Você já leu muitas vezes, ou aprendeu em todas as aulas a que assistiu sobre como dissertar, que a estrutura da dissertação é tripartida: Tese (ou Introdução), Argumentação (ou Desenvolvimento) e Conclusão (Fecho).

A Tese é a “cabeça” da redação e destina-se à apresentação da ideia central que pretendemos desenvolver; consta apenas de um parágrafo; a Argumentação é a “barriga”, nela defende-se a tese proposta, argumenta-se, critica-se, dá-se exemplos, justificativas, opiniões, a fim de comprovar a ideia central da tese (contém 3 ou 4 parágrafos). O Fecho (ou conclusão) põe término à redação. São os “pés”: conclusão de nossas ideias, sintetiza o conteúdo dos nossos argumentos, oferece hipótese de solução, dá o acabamento aos nossos argumentos, permite ironias, enfeixa soluções, resume nossa opinião, veicular hipóteses de resolução.

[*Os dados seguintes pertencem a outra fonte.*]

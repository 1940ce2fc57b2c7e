use itertools::Itertools;

use crate::datum::{Datum, Payload};
use crate::errors::{MergeError, Result};
use crate::query::escape;

/// Deep-merge `right` into `left`. Object keys are unioned; overlapping keys
/// must carry equal type tags and, below the objects, equal values.
pub fn merge(left: &Datum, right: &Datum) -> Result<Datum> {
    Ok(merge_at(left, right, &mut Vec::new())?)
}

fn dotted(path: &[&str]) -> String {
    if path.is_empty() {
        return "#".to_string();
    }
    path.iter().map(|name| escape(name)).join(".")
}

fn merge_at<'d>(
    left: &'d Datum,
    right: &'d Datum,
    path: &mut Vec<&'d str>,
) -> std::result::Result<Datum, MergeError> {
    if left.ptr_eq(right) {
        return Ok(left.clone());
    }
    let (lt, rt) = (left.type_tag(), right.type_tag());
    if lt != rt {
        return Err(MergeError::IncompatibleTypes {
            path: dotted(path),
            left: lt,
            right: rt,
        });
    }
    match (left.payload(), right.payload()) {
        (Payload::Object(lmap), Payload::Object(rmap)) => {
            let mut out = lmap.clone();
            for (name, rv) in rmap {
                let merged = match lmap.get(name) {
                    Some(lv) => {
                        path.push(name);
                        let merged = merge_at(lv, rv, path);
                        path.pop();
                        merged?
                    }
                    None => rv.clone(),
                };
                out.insert(name.clone(), merged);
            }
            Ok(Datum::from_map(out))
        }
        (Payload::Array(_), Payload::Array(_)) if left != right => {
            Err(MergeError::UnsupportedArrayMerge(dotted(path)))
        }
        _ if left != right => Err(MergeError::ClashingKeys(dotted(path))),
        _ => Ok(left.clone()),
    }
}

Mas, o que significa verdadeiramente dizer que um texto tem obrigatoriamente que ostentar uma proposta, um desenvolvimento e um fecho?

Ainda: em que momento da escritura você percebe que precisa terminar uma parte e iniciar a outra?
Leia o texto publicado no site sobre análise e interpretação de textos, observando cada trecho que nele se enfeixa, como é o movimento que cada parte toma para obter-se uma ideia inteira, uma circunstância típica da dissertação: sobre o que vamos escrever (como proposta), os exemplos e contraexemplos, as associações e, por fim, o fecho ou conclusão.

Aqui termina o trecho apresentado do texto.